• Bladder;
  • cannabinoid receptor agonists;
  • cannabinoid receptor antagonist;
  • Δ9-tetrahydrocannabinol;
  • AM 630;
  • SR141716A
  • 1
    CP 55,244, (−)−11-hydroxy-dimethylheptyl-Δ8-tetrahydrocannabinol, WIN 55,212-2, Δ9-tetrahydro-cannabinol, nabilone and anandamide each inhibited electrically-evoked contractions of the mouse isolated urinary bladder in a concentration-related manner, their EC50 values being respectively 15.9, 18.27, 27.23, 1327.6, 1341.5 and 4950.3 nM. (+)-11-hydroxy-dimethylheptyl-Δ8-tetrahydrocannabinol was inactive at the highest concentration used (10 μm).
  • 2
    SR141716A (31.62 or 100 nM) produced parallel rightward shifts in the log concentration-response curves of CP 55,244, (−)−11-hydroxy-dimethylheptyl-Δ8-tetrahydrocannabinol, WIN 55,212-2, Δ9-tetrahydrocannabinol and anandamide for inhibition of electrically-evoked bladder contractions.

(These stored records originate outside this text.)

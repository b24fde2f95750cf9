//! Reconnect backoff policy.
//!
//! Attempt `n` (1-based) waits `min(base_delay * 2^(n-1), max_delay)`. Once
//! `n` would exceed `max_attempts` the transport gives up.

use std::time::Duration;

/// Delay before the first reconnect attempt.
pub const DEFAULT_BASE_DELAY: Duration = Duration::from_secs(1);

/// Upper bound on any single reconnect delay.
pub const DEFAULT_MAX_DELAY: Duration = Duration::from_secs(30);

/// Reconnect attempts made before reporting `connection-failed`.
pub const DEFAULT_MAX_ATTEMPTS: u32 = 8;

/// Exponential backoff with a delay cap and an attempt ceiling.
#[derive(Debug, Clone, Copy, PartialEq, Eq)]
pub struct BackoffPolicy {
    /// Delay before attempt 1
    pub base_delay: Duration,
    /// Cap on any single delay
    pub max_delay: Duration,
    /// Highest attempt number that is still scheduled
    pub max_attempts: u32,
}

impl Default for BackoffPolicy {
    fn default() -> Self {
        Self {
            base_delay: DEFAULT_BASE_DELAY,
            max_delay: DEFAULT_MAX_DELAY,
            max_attempts: DEFAULT_MAX_ATTEMPTS,
        }
    }
}

impl BackoffPolicy {
    /// Delay before attempt `attempt` (1-based). Attempt 0 is treated as 1.
    #[must_use]
    pub fn delay_for_attempt(&self, attempt: u32) -> Duration {
        let exponent = attempt.saturating_sub(1).min(31);
        let factor = 1u32 << exponent;

        self.base_delay
            .checked_mul(factor)
            .map_or(self.max_delay, |delay| delay.min(self.max_delay))
    }

    /// Whether attempt `attempt` is within the ceiling.
    #[must_use]
    pub fn allows(&self, attempt: u32) -> bool {
        attempt <= self.max_attempts
    }
}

The effect of the antagonist on the log concentration-response curve of CP 55,244 was shown to depend on the concentration of SR141716A used (31.62 to 1000 nM).
  • 3
    The amplitudes of contractions evoked by acetylcholine or β, γ-methylene-L-ATP were not decreased by 316.2 nM CP 55,244 or 3162 nM Δ9-tetrahydrocannabinol. Electrically-evoked contractions were almost completely abolished by 200 nM tetrodotoxin.
  • 4
    The above results support the hypothesis that mouse urinary bladder contains prejunctional CB1 cannabinoid receptors which can mediate inhibition of electrically-evoked contractions, probably by reducing contractile transmitter release.
  • 5
    AM 630 which behaves as a cannabinoid receptor antagonist in the mouse isolated vas deferens did not antagonize the ability of CP 55,244 or Δ9-tetrahydrocannabinol to inhibit electrically-evoked contractions of the mouse bladder.
  • 6
    SR141716A produced small but significant increases in the amplitude of electrically-evoked contractions of the bladder suggesting that this tissue may release an endogenous cannabinoid receptor agonist or that some cannabinoid receptors in this tissue are precoupled to the effector system.